No dia nacional de mobilizações e protestos contra as reformas implementadas pelo Governo Temer, metroviários do Rio Grande do Sul denunciaram à população usuária do trem metropolitano os duros ataques cometidos contra os trabalhadores.

Para dialogar com a população, o Sindimetrô/RS produziu uma carta aberta com enfoque na reforma Trabalhista, que entra em vigor no sábado, 11, e a Reforma da Previdência, que se aprovada inviabilizará as aposentadorias dos trabalhadores.
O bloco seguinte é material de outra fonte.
use super::{EigsError, SortRule};
use crate::algebra::*;

/// Post-processing hook applied to converged Ritz values.
///
/// The iteration runs on a transformed operator whose spectrum is a
/// function of the spectrum of the problem the user actually posed.
/// Implementors map the user's sort rule into the transformed spectrum
/// and map the computed Ritz values back once iteration is complete.
pub trait RitzValueTransform<T: FloatT> {
    /// Rule used to select Ritz values while iterating on the
    /// transformed operator, given the rule requested by the user.
    fn selection_rule(&self, rule: SortRule<T>) -> SortRule<T> {
        rule
    }

    /// Overwrites Ritz values of the transformed operator with
    /// eigenvalues of the original problem, in place.
    fn transform(&self, values: &mut [T]);
}

/// The identity hook, for operators that are not transformed.
#[derive(Debug, Clone, Copy, Default)]
pub struct NoTransform;

impl<T: FloatT> RitzValueTransform<T> for NoTransform {
    fn transform(&self, _values: &mut [T]) {}
}

/// Inverse of the shift-and-invert transform `ν = 1/(λ - σ)`.
///
/// Values are mapped back through `λ = 1/ν + σ` with no guard against
/// `ν = 0`, which produces an infinite `λ`.
#[derive(Debug, Clone, Copy)]
pub struct ShiftInvertTransform<T> {
    pub sigma: T,
}

impl<T: FloatT> RitzValueTransform<T> for ShiftInvertTransform<T> {
    fn selection_rule(&self, rule: SortRule<T>) -> SortRule<T> {
        match rule {
            // closest to σ means largest in magnitude after inversion
            SortRule::ClosestTo(t) if t == self.sigma => SortRule::LargestMagn,
            SortRule::ClosestTo(t) => SortRule::ClosestTo(T::recip(t - self.sigma)),
            _ => rule,
        }
    }

    fn transform(&self, values: &mut [T]) {
        values
            .iter_mut()
            .for_each(|ν| *ν = T::recip(*ν) + self.sigma);
    }
}

/// Ritz values, residual estimates and Ritz vectors of the current
/// Lanczos factorization.
///
/// `values` and `estimates` cover all `ncv` Ritz pairs, ordered by the
/// selection rule.  `vectors` holds the coefficients of the leading
/// `nev` Ritz vectors in the Lanczos basis.
#[derive(Debug, Clone)]
pub(crate) struct RitzPairs<T> {
    pub(crate) values: Vec<T>,
    pub(crate) estimates: Vec<T>,
    pub(crate) vectors: Matrix<T>,
    pub(crate) converged: Vec<bool>,
}

impl<T> RitzPairs<T>
where
    T: FloatT,
{
    pub(crate) fn new(nev: usize, ncv: usize) -> Self {
        Self {
            values: vec![T::zero(); ncv],
            estimates: vec![T::zero(); ncv],
            vectors: Matrix::zeros((ncv, nev)),
            converged: vec![false; nev],
        }
    }

    pub(crate) fn nev(&self) -> usize {
        self.converged.len()
    }

    pub(crate) fn ncv(&self) -> usize {
        self.values.len()
    }

    /// Ritz pairs of the tridiagonal matrix `(diag, offdiag)`, ordered by
    /// `selection`.
    pub(crate) fn retrieve(
        &mut self,
        diag: &[T],
        offdiag: &[T],
        selection: SortRule<T>,
    ) -> Result<(), EigsError> {
        let ncv = self.ncv();
        let nev = self.nev();
        let eig = SymTridiagEigen::new(diag, offdiag)?;

        let mut ind = selection.argsort(&eig.values);

        // alternate between the two ends of the spectrum
        if let SortRule::BothEnds = selection {
            let sorted = ind.clone();
            for (i, idx) in ind.iter_mut().enumerate() {
                *idx = match i % 2 {
                    0 => sorted[i / 2],
                    _ => sorted[ncv - 1 - i / 2],
                };
            }
        }

        for (i, &j) in ind.iter().enumerate() {
            self.values[i] = eig.values[j];
            self.estimates[i] = eig.vectors[(ncv - 1, j)];
        }
        for (i, &j) in ind.iter().take(nev).enumerate() {
            self.vectors
                .col_slice_mut(i)
                .copy_from(eig.vectors.col_slice(j));
        }
        Ok(())
    }

    /// Flags the leading `nev` Ritz pairs whose residual norm
    /// `|est|·‖f‖` is below `tol·max(ε^(2/3), |θ|)`, returning the count.
    pub(crate) fn num_converged(&mut self, tol: T, fnorm: T) -> usize {
        let eps23 = T::epsilon().powf((2.0 / 3.0).as_T());
        let nev = self.nev();
        for i in 0..nev {
            let thresh = tol * T::max(eps23, self.values[i].abs());
            let resid = self.estimates[i].abs() * fnorm;
            self.converged[i] = resid < thresh;
        }
        self.converged.iter().filter(|&&c| c).count()
    }

    /// Number of Ritz pairs to keep on restart, given `nconv` converged.
    pub(crate) fn nev_adjusted(&self, nconv: usize) -> usize {
        let nev = self.nev();
        let ncv = self.ncv();
        let near_0 = T::min_positive_value() * (10.0).as_T();

        // keep pairs with exactly zero residual as well
        let nzero = self.estimates[nev..]
            .iter()
            .filter(|e| e.abs() < near_0)
            .count();
        let mut nev_new = nev + nzero;

        nev_new += usize::min(nconv, (ncv - nev_new) / 2);
        if nev_new == 1 && ncv >= 6 {
            nev_new = ncv / 2;
        } else if nev_new == 1 && ncv > 2 {
            nev_new = 2;
        }

        usize::min(nev_new, ncv - 1)
    }

    /// Reorders the leading `nev` pairs under `sorting`, carrying Ritz
    /// vectors and convergence flags along.
    pub(crate) fn sort_leading(&mut self, sorting: SortRule<T>) {
        let nev = self.nev();
        let ind = sorting.argsort(&self.values[..nev]);

        let values: Vec<T> = ind.iter().map(|&i| self.values[i]).collect();
        let estimates: Vec<T> = ind.iter().map(|&i| self.estimates[i]).collect();
        let converged: Vec<bool> = ind.iter().map(|&i| self.converged[i]).collect();

        self.values[..nev].copy_from_slice(&values);
        self.estimates[..nev].copy_from_slice(&estimates);
        self.converged.copy_from_slice(&converged);
        self.vectors = self.vectors.select_columns(&ind);
    }

    /// Converged values in their current order
    pub(crate) fn converged_values(&self) -> Vec<T> {
        self.converged
            .iter()
            .zip(self.values.iter())
            .filter(|(&c, _)| c)
            .map(|(_, &v)| v)
            .collect()
    }

    /// Lanczos coefficients of the converged Ritz vectors, one per column
    pub(crate) fn converged_vectors(&self) -> Matrix<T> {
        let cols: Vec<usize> = (0..self.nev()).filter(|&i| self.converged[i]).collect();
        self.vectors.select_columns(&cols)
    }
}

#[cfg(test)]
mod test {
    use super::*;

    #[test]
    fn test_shift_invert_transform() {
        let hook = ShiftInvertTransform { sigma: 2.5 };

        // ν = 1/(λ - σ) for λ = 2, 3, 5
        let lambda = [2.0, 3.0, 5.0];
        let mut values: Vec<f64> = lambda.iter().map(|l| 1.0 / (l - 2.5)).collect();
        hook.transform(&mut values);
        assert!(values.norm_inf_diff(&lambda) < 1e-14);

        // degenerate ν is not guarded
        let mut values = [0.0];
        hook.transform(&mut values);
        assert!(!values[0].is_finite());

        assert_eq!(
            hook.selection_rule(SortRule::ClosestTo(2.5)),
            SortRule::LargestMagn
        );
        assert_eq!(
            hook.selection_rule(SortRule::ClosestTo(3.0)),
            SortRule::ClosestTo(2.0)
        );
        assert_eq!(
            hook.selection_rule(SortRule::SmallestAlge),
            SortRule::SmallestAlge
        );
    }

    #[test]
    fn test_hook_then_resort() {
        // ν emitted in LargestMagn order for λ = {3, 2, 4.5, 0.5}, σ = 2.5
        let sigma = 2.5;
        let lambda = [3.0, 2.0, 4.5, 0.5];
        let mut ritz = RitzPairs::<f64>::new(4, 5);
        for (i, l) in lambda.iter().enumerate() {
            ritz.values[i] = 1.0 / (l - sigma);
            ritz.vectors[(i, i)] = 1.0;
        }
        ritz.converged = vec![true, true, false, true];

        let hook = ShiftInvertTransform { sigma };
        hook.transform(&mut ritz.values[..4]);
        ritz.sort_leading(SortRule::ClosestTo(sigma));

        // ascending |λ - σ|, ties in emission order
        assert_eq!(&ritz.values[..4], &[3.0, 2.0, 4.5, 0.5]);
        assert_eq!(ritz.converged_values(), vec![3.0, 2.0, 0.5]);

        // an emission order that does not match the final order
        ritz.sort_leading(SortRule::SmallestAlge);
        assert_eq!(&ritz.values[..4], &[0.5, 2.0, 3.0, 4.5]);
        assert_eq!(ritz.converged, vec![true, true, true, false]);
        // vectors follow their values
        assert_eq!(ritz.vectors[(3, 0)], 1.0);
        assert_eq!(ritz.vectors[(2, 3)], 1.0);

        ritz.sort_leading(SortRule::ClosestTo(sigma));
        let dist: Vec<f64> = ritz.values[..4].iter().map(|l| (l - sigma).abs()).collect();
        assert!(dist.windows(2).all(|w| w[0] <= w[1]));
    }

    #[test]
    fn test_retrieve_both_ends() {
        let diag = [1.0, 2.0, 3.0, 4.0];
        let offdiag = [0.0, 0.0, 0.0];
        let mut ritz = RitzPairs::<f64>::new(2, 4);
        ritz.retrieve(&diag, &offdiag, SortRule::BothEnds).unwrap();
        assert_eq!(ritz.values, vec![4.0, 1.0, 3.0, 2.0]);

        ritz.retrieve(&diag, &offdiag, SortRule::ClosestTo(2.2)).unwrap();
        assert_eq!(ritz.values, vec![2.0, 3.0, 1.0, 4.0]);
        // Ritz vectors of a diagonal matrix are unit vectors
        assert_eq!(ritz.vectors.col_slice(0)[1].abs(), 1.0);
    }

    #[test]
    fn test_convergence_and_restart_size() {
        let mut ritz = RitzPairs::<f64>::new(2, 8);
        ritz.values = vec![10.0, 5.0, 1.0, 1.0, 1.0, 1.0, 1.0, 1.0];
        ritz.estimates = vec![1e-14, 1e-3, 0.5, 0.5, 0.5, 0.5, 0.5, 0.5];

        assert_eq!(ritz.num_converged(1e-10, 1.0), 1);
        assert_eq!(ritz.converged, vec![true, false]);

        // 2 + min(1, 6/2)
        assert_eq!(ritz.nev_adjusted(1), 3);
        // 2 + min(5, 3)
        assert_eq!(ritz.nev_adjusted(5), 5);

        // nev = 1 special cases
        let mut ritz = RitzPairs::<f64>::new(1, 8);
        ritz.estimates.fill(1.0);
        assert_eq!(ritz.nev_adjusted(0), 4);
        let mut ritz = RitzPairs::<f64>::new(1, 3);
        ritz.estimates.fill(1.0);
        assert_eq!(ritz.nev_adjusted(0), 2);

        // exactly zero residual estimates are kept
        let mut ritz = RitzPairs::<f64>::new(2, 8);
        ritz.estimates.fill(1.0);
        ritz.estimates[2] = 0.0;
        assert_eq!(ritz.nev_adjusted(0), 3);
    }
}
O material também abordava as terceirizações e as privatizações, com destaque para a ameaça de privatização da Trensurb, empresa que opera e administra o trem que circula na região metropolitana de Porto Alegre.

No final do dia, os metroviários se somaram a milhares de trabalhadores de outras categorias numa caminhada de protesto pelas ruas do Centro Histórico de Porto Alegre, organizada pelas centrais sindicais. O dia ainda teve um abraço simbólico no Tribunal Regional do Trabalho (TRT).

Carta aberta denuncia reformas

Os metroviários do Rio Grande do Sul distribuirão nesta sexta-feira, 10, uma carta aberta aos usuários do trem metropolitano. A atividade integra o Dia Nacional de Lutas contra as reformas, terceirizações e privatizações, que precarizam as relações de trabalho no país.

A carta aberta será entregue à população no período da manhã nas estações Mathias Velho, Sapucaia , São Leopoldo e Novo Hamburgo. À tarde, o material será distribuído nas estações Rodoviária e Mercado, ambas em Porto Alegre.